Stored data:
Start of Block

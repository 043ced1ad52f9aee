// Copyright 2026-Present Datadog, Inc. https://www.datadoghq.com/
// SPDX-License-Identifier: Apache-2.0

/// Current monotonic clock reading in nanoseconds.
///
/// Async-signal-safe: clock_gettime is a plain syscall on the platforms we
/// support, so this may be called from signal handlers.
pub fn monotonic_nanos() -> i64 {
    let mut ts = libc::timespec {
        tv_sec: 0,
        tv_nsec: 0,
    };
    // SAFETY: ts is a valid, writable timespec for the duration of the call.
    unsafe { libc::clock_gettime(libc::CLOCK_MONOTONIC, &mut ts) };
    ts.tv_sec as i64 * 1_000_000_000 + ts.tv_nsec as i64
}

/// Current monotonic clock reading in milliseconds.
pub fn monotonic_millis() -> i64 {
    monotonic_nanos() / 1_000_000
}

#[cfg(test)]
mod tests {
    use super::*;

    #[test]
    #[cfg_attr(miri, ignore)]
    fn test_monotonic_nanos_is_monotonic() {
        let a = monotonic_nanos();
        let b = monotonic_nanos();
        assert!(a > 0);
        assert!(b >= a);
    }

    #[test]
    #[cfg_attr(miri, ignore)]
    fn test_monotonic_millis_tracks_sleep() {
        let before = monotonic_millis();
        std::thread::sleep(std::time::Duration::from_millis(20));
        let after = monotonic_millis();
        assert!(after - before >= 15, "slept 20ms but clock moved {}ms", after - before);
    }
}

End of Block

Task statement: How many lines of the entries above contain the word "assert"? Give the number alone.

Result of the exercise: 3